┌────────

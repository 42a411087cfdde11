use rayon::prelude::*;
use std::collections::{HashMap, HashSet};

use super::record::module_of;

/// Extensions tried, in order, when an import names a file without one.
const SOURCE_EXTENSIONS: &[&str] = &[
    "py", "pyi", "js", "mjs", "cjs", "jsx", "ts", "tsx", "mts", "cts", "vue", "css", "scss",
    "sass", "less", "html", "htm", "md", "markdown", "mdx",
];

/// Directory entry points tried when an import names a directory.
const PACKAGE_ENTRIES: &[&str] = &[
    "__init__.py",
    "index.js",
    "index.ts",
    "index.jsx",
    "index.tsx",
    "index.mjs",
    "index.cjs",
    "index.vue",
];

/// Maps import specifiers to root-relative paths of scanned files.
///
/// Relative specifiers (`./x`, `../x`, Python leading dots) are resolved from the
/// importing file's directory. Everything else is tried in the importing
/// directory, then at the root, then as a suffix that matches exactly one path.
#[derive(Debug, Clone, Default)]
pub struct ImportResolver {
    known: HashSet<String>,
    /// Last path segment ⇒ every known path ending in it.
    by_file_name: HashMap<String, Vec<String>>,
}

impl ImportResolver {
    pub fn new<I, S>(paths: I) -> Self
    where
        I: IntoIterator<Item = S>,
        S: Into<String>,
    {
        let mut resolver = Self::default();
        for path in paths {
            resolver.insert(path.into());
        }
        resolver
    }

    pub fn insert(&mut self, path: String) {
        if self.known.contains(&path) {
            return;
        }
        let file_name = path.rsplit('/').next().unwrap_or(&path).to_string();
        self.by_file_name
            .entry(file_name)
            .or_default()
            .push(path.clone());
        self.known.insert(path);
    }

    pub fn contains(&self, path: &str) -> bool {
        self.known.contains(path)
    }

    /// Resolves `specifier` as imported by `importer`; `None` when nothing in
    /// the tree matches.
    pub fn resolve(&self, importer: &str, specifier: &str) -> Option<String> {
        let specifier = specifier.trim();
        if specifier.is_empty() || is_external(specifier) {
            return None;
        }
        let importer_dir = module_of(importer);

        if specifier.starts_with("./") || specifier.starts_with("../") {
            let base = normalize(&join(&importer_dir, specifier))?;
            return self.first_known(&base);
        }
        if let Some(rooted) = specifier.strip_prefix('/') {
            let base = normalize(rooted)?;
            return self.first_known(&base);
        }
        if specifier.starts_with('.') {
            return self.resolve_python_relative(&importer_dir, specifier);
        }

        let mut forms = vec![specifier.to_string()];
        if !specifier.contains('/') && specifier.contains('.') {
            forms.push(specifier.replace('.', "/"));
        }

        for form in &forms {
            for dir in [importer_dir.as_str(), ""] {
                if let Some(base) = normalize(&join(dir, form)) {
                    if let Some(found) = self.first_known(&base) {
                        return Some(found);
                    }
                }
            }
        }

        forms.iter().find_map(|form| self.unique_suffix(form))
    }

    /// `from ..pkg.mod import x` style: one dot is the importing package.
    fn resolve_python_relative(&self, importer_dir: &str, specifier: &str) -> Option<String> {
        let rest = specifier.trim_start_matches('.');
        let levels = specifier.len() - rest.len();

        let mut dir = importer_dir.to_string();
        for _ in 1..levels {
            if dir.is_empty() {
                return None;
            }
            dir = module_of(&dir);
        }

        let base = if rest.is_empty() {
            dir
        } else {
            join(&dir, &rest.replace('.', "/"))
        };
        self.first_known(&normalize(&base)?)
    }

    fn first_known(&self, base: &str) -> Option<String> {
        candidates(base).into_iter().find(|c| self.known.contains(c))
    }

    fn unique_suffix(&self, form: &str) -> Option<String> {
        let form = normalize(form)?;
        for candidate in candidates(&form) {
            let file_name = candidate.rsplit('/').next().unwrap_or(&candidate);
            let Some(paths) = self.by_file_name.get(file_name) else {
                continue;
            };
            let suffix = format!("/{candidate}");
            let mut matches = paths
                .iter()
                .filter(|path| **path == candidate || path.ends_with(&suffix));
            if let (Some(only), None) = (matches.next(), matches.next()) {
                return Some(only.clone());
            }
        }
        None
    }
}

fn candidates(base: &str) -> Vec<String> {
    if base.is_empty() {
        return PACKAGE_ENTRIES.iter().map(|e| e.to_string()).collect();
    }
    let mut out = Vec::with_capacity(1 + SOURCE_EXTENSIONS.len() + PACKAGE_ENTRIES.len());
    out.push(base.to_string());
    out.extend(SOURCE_EXTENSIONS.iter().map(|ext| format!("{base}.{ext}")));
    out.extend(PACKAGE_ENTRIES.iter().map(|entry| format!("{base}/{entry}")));
    out
}

fn is_external(specifier: &str) -> bool {
    specifier.starts_with("//")
        || specifier
            .split_once("://")
            .is_some_and(|(scheme, _)| !scheme.is_empty() && !scheme.contains('/'))
        || specifier.starts_with("data:")
        || specifier.starts_with("mailto:")
}

fn join(dir: &str, path: &str) -> String {
    if dir.is_empty() {
        path.to_string()
    } else {
        format!("{dir}/{path}")
    }
}

/// Collapses `.` and `..` segments; `None` when the path escapes the root.
fn normalize(path: &str) -> Option<String> {
    let mut parts: Vec<&str> = Vec::new();
    for segment in path.split('/') {
        match segment {
            "" | "." => {}
            ".." => {
                parts.pop()?;
            }
            other => parts.push(other),
        }
    }
    Some(parts.join("/"))
}

/// A function definition known to the call graph.
#[derive(Debug, Clone, PartialEq, Eq)]
pub struct FunctionEntry {
    pub node_id: String,
    pub file_path: String,
    pub name: String,
}

impl FunctionEntry {
    pub fn bare_name(&self) -> &str {
        self.name.rsplit('.').next().unwrap_or(&self.name)
    }
}

/// A call recorded inside a function body, waiting for resolution.
#[derive(Debug, Clone, PartialEq, Eq)]
pub struct CallSite {
    pub caller_id: String,
    pub file_path: String,
    pub called_name: String,
    pub line_number: usize,
}

#[derive(Debug, Clone, Default, PartialEq, Eq)]
pub struct CallResolution {
    /// `(caller_id, callee_id)` pairs, one per resolved call site.
    pub edges: Vec<(String, String)>,
    pub unresolved: usize,
}

/// Name-only call resolver. A call binds to the single same-file function with
/// its bare name, else to the single such function anywhere; otherwise it is
/// counted as unresolved.
#[derive(Debug, Clone, Default)]
pub struct FunctionResolver {
    function_index: HashMap<String, Vec<FunctionEntry>>,
}

impl FunctionResolver {
    pub fn new() -> Self {
        Self::default()
    }

    pub fn build_indexes<'a>(&mut self, functions: impl IntoIterator<Item = &'a FunctionEntry>) {
        self.function_index.clear();
        for function in functions {
            self.function_index
                .entry(function.bare_name().to_string())
                .or_default()
                .push(function.clone());
        }
    }

    pub fn resolve_calls(&self, call_sites: &[CallSite]) -> CallResolution {
        let resolved: Vec<Option<(String, String)>> = call_sites
            .par_iter()
            .map(|call_site| {
                self.resolve_single_call(call_site)
                    .map(|target| (call_site.caller_id.clone(), target.node_id.clone()))
            })
            .collect();

        let unresolved = resolved.iter().filter(|edge| edge.is_none()).count();
        CallResolution {
            edges: resolved.into_iter().flatten().collect(),
            unresolved,
        }
    }

    fn resolve_single_call(&self, call_site: &CallSite) -> Option<&FunctionEntry> {
        let bare = call_site
            .called_name
            .rsplit('.')
            .next()
            .unwrap_or(&call_site.called_name);
        let candidates = self.function_index.get(bare)?;

        let mut same_file = candidates
            .iter()
            .filter(|candidate| candidate.file_path == call_site.file_path);
        match (same_file.next(), same_file.next()) {
            (Some(only), None) => return Some(only),
            (Some(_), Some(_)) => return None,
            _ => {}
        }

        match candidates.as_slice() {
            [only] => Some(only),
            _ => None,
        }
    }
}
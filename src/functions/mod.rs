mod builtin;
mod custom;
mod operators;

pub use builtin::{BuiltinConstant, MathFunction};
pub use custom::CustomFunction;
pub use operators::BinaryOperator;

use crate::error::EvalError;
use crate::registry::FunctionRegistry;
use crate::rpn::{Evaluator, ValueStack};
use log::debug;
use std::sync::Arc;

/// Precedence of the marker pushed for an open bracket; below every callable.
pub const PRECEDENCE_TERMINAL: u8 = 0;
pub const PRECEDENCE_ADDITIVE: u8 = 1;
pub const PRECEDENCE_MULTIPLICATIVE: u8 = 2;
pub const PRECEDENCE_POWER: u8 = 3;
pub const PRECEDENCE_FUNCTION: u8 = 10;
pub const PRECEDENCE_CONSTANT: u8 = 100;

#[derive(Debug, Copy, Clone, PartialEq, Eq, Hash)]
pub enum Associativity {
    Left,
    Right,
}

#[derive(Debug, Copy, Clone, PartialEq, Eq, PartialOrd, Ord, Hash)]
pub enum EntryKind {
    Function,
    Constant,
}

/// Anything a name in an expression can resolve to.
#[derive(Debug, Clone, PartialEq)]
pub enum Function {
    Operator(BinaryOperator),
    Math(MathFunction),
    Constant(BuiltinConstant),
    /// A constant holding a plain number, e.g. `ans`.
    Number(f64),
    Custom(Arc<CustomFunction>),
}

impl Function {
    pub fn custom(function: CustomFunction) -> Self {
        Function::Custom(Arc::new(function))
    }

    pub fn arity(&self) -> usize {
        match self {
            Function::Operator(_) => 2,
            Function::Math(function) => function.arity(),
            Function::Constant(_) | Function::Number(_) => 0,
            Function::Custom(function) => function.arity(),
        }
    }

    pub fn precedence(&self) -> u8 {
        match self {
            Function::Operator(operator) => operator.precedence(),
            Function::Math(_) => PRECEDENCE_FUNCTION,
            Function::Constant(_) | Function::Number(_) => PRECEDENCE_CONSTANT,
            Function::Custom(function) => match function.kind() {
                EntryKind::Function => PRECEDENCE_FUNCTION,
                EntryKind::Constant => PRECEDENCE_CONSTANT,
            },
        }
    }

    pub fn associativity(&self) -> Associativity {
        match self {
            Function::Operator(operator) => operator.associativity(),
            _ => Associativity::Right,
        }
    }

    pub fn kind(&self) -> EntryKind {
        match self {
            Function::Operator(_) | Function::Math(_) => EntryKind::Function,
            Function::Constant(_) | Function::Number(_) => EntryKind::Constant,
            Function::Custom(function) => function.kind(),
        }
    }

    /// Pops this function's operands, computes and pushes the result.
    ///
    /// `name` is what the expression called it, used for error messages. Custom
    /// functions re-enter `evaluator` one level deeper than `depth`.
    pub fn apply(
        &self,
        name: &str,
        values: &mut ValueStack,
        evaluator: &Evaluator<'_>,
        depth: usize,
    ) -> Result<(), EvalError> {
        let result = match self {
            Function::Operator(operator) => {
                let right = values.pop(name)?;
                let left = values.pop(name)?;
                operator.apply(left, right)
            }
            Function::Math(function) => function.apply(name, values)?,
            Function::Constant(constant) => constant.value(),
            Function::Number(value) => *value,
            Function::Custom(function) => {
                let args = values.pop_args(name, self.arity())?;
                let expression = function.expand(&args);
                debug!("Expanded '{}'{:?} to '{}'", name, args, expression);
                // a body with no value behaves like an empty expression
                evaluator
                    .evaluate_nested(&expression, depth + 1)?
                    .unwrap_or(f64::NAN)
            }
        };
        values.push(result);
        Ok(())
    }
}

/// Seeds `registry` with the operators, math functions and constants.
pub fn register_builtins(registry: &mut FunctionRegistry) {
    for operator in BinaryOperator::ALL {
        registry.register_builtin(operator.symbol(), Function::Operator(operator));
    }
    for function in MathFunction::ALL {
        registry.register_builtin(function.name(), Function::Math(function));
    }
    for constant in BuiltinConstant::ALL {
        registry.register_builtin(constant.name(), Function::Constant(constant));
    }
}
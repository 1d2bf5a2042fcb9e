use crate::error::EvalError;
use log::debug;
use pest::Parser;
use pest_derive::Parser;
use std::borrow::Cow;

#[derive(Parser)]
#[grammar = "expression.pest"]
struct ExpressionGrammar;

/// Splits an expression into raw token strings.
///
/// Delimiters (`* + - / ^ % ( ) ,`) are kept as tokens of their own and whitespace is
/// dropped. A `+` or `-` that starts the expression or follows an operator, `(` or `,`, and
/// precedes a numeric token, is merged into that number, so `2*-3` yields `"2"`, `"*"`, `"-3"`.
pub struct Tokenizer<'a> {
    raw: Vec<&'a str>,
    pos: usize,
}

impl<'a> Tokenizer<'a> {
    pub fn new(expression: &'a str) -> Result<Self, EvalError> {
        let pairs = ExpressionGrammar::parse(Rule::expression, expression)
            .map_err(|e| EvalError::TokenizeAmbiguous(e.to_string()))?;

        let raw: Vec<&str> = pairs
            .flatten()
            .filter(|pair| matches!(pair.as_rule(), Rule::delimiter | Rule::word))
            .map(|pair| pair.as_str())
            .collect();
        debug!("Raw tokens for '{}': {:?}", expression, raw);

        Ok(Self { raw, pos: 0 })
    }

    fn previous(&self) -> &'a str {
        if self.pos > 0 {
            self.raw[self.pos - 1]
        } else {
            ""
        }
    }

    fn following(&self) -> &'a str {
        self.raw.get(self.pos + 1).copied().unwrap_or("")
    }
}

impl<'a> Iterator for Tokenizer<'a> {
    type Item = Cow<'a, str>;

    fn next(&mut self) -> Option<Self::Item> {
        let token = *self.raw.get(self.pos)?;

        if (token == "-" || token == "+")
            && starts_operand(self.previous())
            && is_numeric(self.following())
        {
            let merged = format!("{}{}", token, self.following());
            self.pos += 2;
            return Some(Cow::Owned(merged));
        }

        self.pos += 1;
        Some(Cow::Borrowed(token))
    }
}

/// Whether an operand is expected after `previous`.
fn starts_operand(previous: &str) -> bool {
    matches!(previous, "" | "*" | "+" | "-" | "/" | "^" | "%" | "(" | ",")
}

/// Reads a token as a decimal literal.
///
/// Words such as `inf` or `NaN` parse as floats in Rust but are treated as names.
pub fn parse_number(token: &str) -> Option<f64> {
    let unsigned = token.strip_prefix(['+', '-']).unwrap_or(token);
    if !unsigned.starts_with(|c: char| c.is_ascii_digit() || c == '.') {
        return None;
    }
    token.parse().ok()
}

pub fn is_numeric(token: &str) -> bool {
    parse_number(token).is_some()
}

└────────

* [EXERCISE DIRECTIONS] Retype every line up to and including the one that contains "in the importing", beginning at the first line of the records, with no edits.

* [ANSWER BELOW]
repository 42a411087cfdde11
use rayon::prelude::*;
use std::collections::{HashMap, HashSet};

use super::record::module_of;

/// Extensions tried, in order, when an import names a file without one.
const SOURCE_EXTENSIONS: &[&str] = &[
    "py", "pyi", "js", "mjs", "cjs", "jsx", "ts", "tsx", "mts", "cts", "vue", "css", "scss",
    "sass", "less", "html", "htm", "md", "markdown", "mdx",
];

/// Directory entry points tried when an import names a directory.
const PACKAGE_ENTRIES: &[&str] = &[
    "__init__.py",
    "index.js",
    "index.ts",
    "index.jsx",
    "index.tsx",
    "index.mjs",
    "index.cjs",
    "index.vue",
];

/// Maps import specifiers to root-relative paths of scanned files.
///
/// Relative specifiers (`./x`, `../x`, Python leading dots) are resolved from the
/// importing file's directory. Everything else is tried in the importing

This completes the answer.